Security Holes Aren't Being Filled
from the of-course-not dept
There’s a new study out talking about how many sysadmins don’t do a very good job patching security holes. The study and its conclusions seem a bit flawed, however. First, the “study” is based on one single flaw that one security consultant decided to follow. He did a Google search to pick servers that had that flaw (he apparently found out about the flaw right before it went public). Then he kept testing those servers over time to see who fixed the flaw. Since it’s only one instance, it’s not clear how conclusive this study is. The conclusions also seem a bit off-base as well. The guy says he thinks that the sysadmins who didn’t patch the hole are clearly lazy. However, with the incredible number of security hole announcements that come out every single day, I think it’s more of a “crying wolf” situation. There are only so many security holes that sysadmins are going to respond to, and after a while they don’t see the threats as being that strong, compared to the actual effort of patching.
Comments on “Security Holes Aren't Being Filled”
don't forget...
A lot of sysadmins are forbidden from installing any software on machines unless management signs off on it, or the software has undergone some sort of QA/qualification process.
Might not be lazy people.. *shrug*
Re: don't forget...
There are even more reasons:
1. there are always a chance that patches will break something…

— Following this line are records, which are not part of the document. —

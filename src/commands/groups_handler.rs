//! Groups command handler
//!
//! Lists the catalog and edits the set of followed groups.

use super::{CommandHandler, open_selection_store};
use crate::catalog::{self, Group};
use crate::cli::{Commands, GroupActions};
use crate::config::Config;
use crate::selection::{GroupSelection, encode};
use anyhow::Result;
use std::future::Future;
use std::pin::Pin;

#[derive(Debug)]
pub struct GroupsHandler;

impl CommandHandler for GroupsHandler {
    fn execute<'a>(
        &'a self,
        command: &'a Commands,
        config: &'a Config,
    ) -> Pin<Box<dyn Future<Output = Result<()>> + 'a>> {
        Box::pin(async move {
            let Commands::Groups { action } = command else {
                return Ok(());
            };
            let store = open_selection_store()?;

            match action {
                GroupActions::List { search } => {
                    let path = config.catalog_path()?;
                    let Some(groups) = catalog::load_catalog(&path) else {
                        println!("No group catalog found at {}", path.display());
                        return Ok(());
                    };
                    let selected = store.load();
                    let matches = catalog::search(&groups, search.as_deref().unwrap_or_default());
                    print!("{}", render_groups(&matches, &selected));
                }
                GroupActions::Toggle { id } => {
                    let selected = store.toggle(*id);
                    let state =
                        if selected.contains(id) { "Following" } else { "Stopped following" };
                    println!("{} group {}", state, id);
                    if selected.len() > config.groups.max_selected {
                        println!(
                            "Warning: {} groups selected, the schedule shows at most {}",
                            selected.len(),
                            config.groups.max_selected
                        );
                    }
                }
                GroupActions::Selected => {
                    let selected = store.load();
                    if selected.is_empty() {
                        println!("No groups followed");
                    } else {
                        println!("{}", encode(&selected));
                    }
                }
                GroupActions::Clear => {
                    store.save(&GroupSelection::new());
                    println!("Cleared followed groups");
                }
            }
            Ok(())
        })
    }

    fn can_handle(&self, command: &Commands) -> bool {
        matches!(command, Commands::Groups { .. })
    }
}

/// One line per group, followed ones marked with `*`.
pub fn render_groups(groups: &[&Group], selected: &GroupSelection) -> String {
    if groups.is_empty() {
        return "No matching groups\n".to_string();
    }
    groups
        .iter()
        .map(|group| {
            let mark = if selected.contains(&group.id) { '*' } else { ' ' };
            format!("{} {:>5}  {}\n", mark, group.id, group.name)
        })
        .collect()
}
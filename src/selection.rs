//! Persistence of the groups a user follows.
//!
//! The selection lives in a key-value store under a single key, as a comma-joined list of ids.

use log::{debug, error, warn};
use serde_json::{Map, Value};
use std::collections::{BTreeSet, HashMap};
use std::fs::{self, File, OpenOptions};
use std::io::{BufReader, BufWriter, Write};
use std::path::{Path, PathBuf};
use std::sync::Mutex;

pub type GroupId = i32;
pub type GroupSelection = BTreeSet<GroupId>;

/// Key the selection is stored under.
pub const SELECTION_KEY: &str = "UserGroups";

const STORE_FILE: &str = "store.json";
// Maximum allowed size for the store file (1MB)
const MAX_FILE_SIZE: u64 = 1024 * 1024;

#[derive(Debug, thiserror::Error)]
pub enum StoreError {
    #[error("IO error: {0}")]
    Io(#[from] std::io::Error),
    #[error("Malformed store file: {0}")]
    Json(#[from] serde_json::Error),
    #[error("Store file exceeds the size limit")]
    TooLarge,
    #[error("Store lock poisoned")]
    Poisoned,
}

/// String key-value storage, the collaborator the selection is persisted through.
pub trait KeyValueStore: Send + Sync {
    fn get(&self, key: &str) -> Result<Option<String>, StoreError>;
    fn set(&self, key: &str, value: &str) -> Result<(), StoreError>;
}

/// Key-value store kept as a flat JSON object in one file.
#[derive(Debug, Clone)]
pub struct FileStore {
    path: PathBuf,
}

impl FileStore {
    /// Store at `<dir>/store.json`. The directory is created on first write.
    pub fn in_dir(dir: impl AsRef<Path>) -> Self {
        Self { path: dir.as_ref().join(STORE_FILE) }
    }

    pub fn path(&self) -> &Path {
        &self.path
    }

    fn read_all(&self) -> Result<Map<String, Value>, StoreError> {
        if !self.path.exists() {
            return Ok(Map::new());
        }

        let metadata = fs::metadata(&self.path)?;
        if metadata.len() > MAX_FILE_SIZE {
            return Err(StoreError::TooLarge);
        }

        let reader = BufReader::new(File::open(&self.path)?);
        match serde_json::from_reader(reader)? {
            Value::Object(map) => Ok(map),
            _ => Ok(Map::new()),
        }
    }
}

impl KeyValueStore for FileStore {
    fn get(&self, key: &str) -> Result<Option<String>, StoreError> {
        let map = self.read_all()?;
        Ok(map.get(key).and_then(Value::as_str).map(String::from))
    }

    fn set(&self, key: &str, value: &str) -> Result<(), StoreError> {
        let mut map = match self.read_all() {
            Ok(map) => map,
            Err(e) => {
                warn!("Discarding unreadable store {}: {}", self.path.display(), e);
                Map::new()
            }
        };
        map.insert(key.to_string(), Value::String(value.to_string()));

        if let Some(parent) = self.path.parent() {
            fs::create_dir_all(parent)?;
        }
        let file = OpenOptions::new().write(true).create(true).truncate(true).open(&self.path)?;
        let mut writer = BufWriter::new(file);
        serde_json::to_writer_pretty(&mut writer, &map)?;
        writer.flush()?;
        Ok(())
    }
}

/// In-process key-value store.
#[derive(Debug, Default)]
pub struct MemoryStore {
    values: Mutex<HashMap<String, String>>,
}

impl KeyValueStore for MemoryStore {
    fn get(&self, key: &str) -> Result<Option<String>, StoreError> {
        let values = self.values.lock().map_err(|_| StoreError::Poisoned)?;
        Ok(values.get(key).cloned())
    }

    fn set(&self, key: &str, value: &str) -> Result<(), StoreError> {
        let mut values = self.values.lock().map_err(|_| StoreError::Poisoned)?;
        values.insert(key.to_string(), value.to_string());
        Ok(())
    }
}

/// Comma-joined ids, ascending.
pub fn encode(ids: &GroupSelection) -> String {
    ids.iter().map(ToString::to_string).collect::<Vec<_>>().join(",")
}

/// Reads a comma-joined id list. Tokens that are not integers are dropped.
pub fn decode(value: &str) -> GroupSelection {
    value.split(',').filter_map(|token| token.parse().ok()).collect()
}

/// Load, save and toggle of the followed groups over a [`KeyValueStore`].
#[derive(Debug)]
pub struct SelectionStore<S> {
    store: S,
}

impl<S: KeyValueStore> SelectionStore<S> {
    pub fn new(store: S) -> Self {
        Self { store }
    }

    /// Current selection; unreadable storage counts as no selection.
    pub fn load(&self) -> GroupSelection {
        match self.store.get(SELECTION_KEY) {
            Ok(Some(value)) => decode(&value),
            Ok(None) => GroupSelection::new(),
            Err(e) => {
                error!("Failed to read group selection: {}", e);
                GroupSelection::new()
            }
        }
    }

    pub fn save(&self, ids: &GroupSelection) {
        debug!("Saving group selection {:?}", ids);
        if let Err(e) = self.store.set(SELECTION_KEY, &encode(ids)) {
            error!("Failed to save group selection: {}", e);
        }
    }

    /// Flips membership of `id`, persists, and returns the new selection.
    pub fn toggle(&self, id: GroupId) -> GroupSelection {
        let mut ids = self.load();
        if !ids.remove(&id) {
            ids.insert(id);
        }
        self.save(&ids);
        ids
    }
}

#[cfg(test)]
mod tests {
    use super::*;
    use tempfile::tempdir;
    use test_case::test_case;

    fn selection(ids: &[GroupId]) -> GroupSelection {
        ids.iter().copied().collect()
    }

    #[test_case("" => selection(&[]); "empty")]
    #[test_case("12" => selection(&[12]); "single")]
    #[test_case("3,1,2" => selection(&[1, 2, 3]); "unordered")]
    #[test_case("4,x,,5, 6" => selection(&[4, 5]); "junk tokens dropped")]
    #[test_case("7,7" => selection(&[7]); "duplicates collapse")]
    #[test_case("-2" => selection(&[-2]); "negative")]
    fn test_decode(value: &str) -> GroupSelection {
        decode(value)
    }

    #[test]
    fn test_encode() {
        assert_eq!(encode(&selection(&[30, 4, 12])), "4,12,30");
        assert_eq!(encode(&GroupSelection::new()), "");
    }

    #[test]
    fn test_toggle_twice_restores_selection() {
        let store = SelectionStore::new(MemoryStore::default());
        store.save(&selection(&[1, 2]));

        assert_eq!(store.toggle(3), selection(&[1, 2, 3]));
        assert_eq!(store.toggle(3), selection(&[1, 2]));
        assert_eq!(store.toggle(1), selection(&[2]));
        assert_eq!(store.toggle(1), selection(&[1, 2]));
        assert_eq!(store.load(), selection(&[1, 2]));
    }

    #[test]
    fn test_save_load_is_idempotent() {
        let store = SelectionStore::new(MemoryStore::default());
        store.save(&selection(&[5, 9]));
        let first = store.load();
        store.save(&first);
        assert_eq!(store.load(), first);
    }

    #[test]
    fn test_missing_key_is_empty() {
        let store = SelectionStore::new(MemoryStore::default());
        assert!(store.load().is_empty());
    }

    #[test]
    fn test_file_store_round_trip() -> Result<(), StoreError> {
        let temp_dir = tempdir()?;
        let store = FileStore::in_dir(temp_dir.path().join("state"));
        assert_eq!(store.get(SELECTION_KEY)?, None);

        store.set(SELECTION_KEY, "1,2")?;
        store.set("other", "kept")?;
        assert_eq!(store.get(SELECTION_KEY)?, Some("1,2".to_string()));
        assert_eq!(store.get("other")?, Some("kept".to_string()));

        let reopened = FileStore::in_dir(temp_dir.path().join("state"));
        assert_eq!(reopened.get(SELECTION_KEY)?, Some("1,2".to_string()));
        Ok(())
    }

    #[test]
    fn test_corrupt_file_reads_as_empty_selection() -> Result<(), StoreError> {
        let temp_dir = tempdir()?;
        let file_store = FileStore::in_dir(temp_dir.path());
        fs::write(file_store.path(), "{ not json")?;

        let store = SelectionStore::new(file_store);
        assert!(store.load().is_empty());

        // Saving over a corrupt file replaces it.
        store.save(&selection(&[8]));
        assert_eq!(store.load(), selection(&[8]));
        Ok(())
    }
}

2, many software products are supported only on certain patch levels. i.e. Service Pack 3 for Windows NT. If admin installs newer service pack –
he is on his own.
3. patches still cannot ( mostly ) be installed without downtimes. By installing patches admin has no chance to reach 99% uptime on unclustered servers. At the same time *ADMIN, YOU DO NOT UNDERSTAND, BUSINESS SIDE NEEDS IT*
Re: Re: don't forget...
Also lets not forget that a lot of companies require patches and fixes to be thoroughly tested in a test lab before being rolled out. What with the pared down staff of some organizations, and the increasing amount of patches being rolled out, I don’t think its a question of laziness.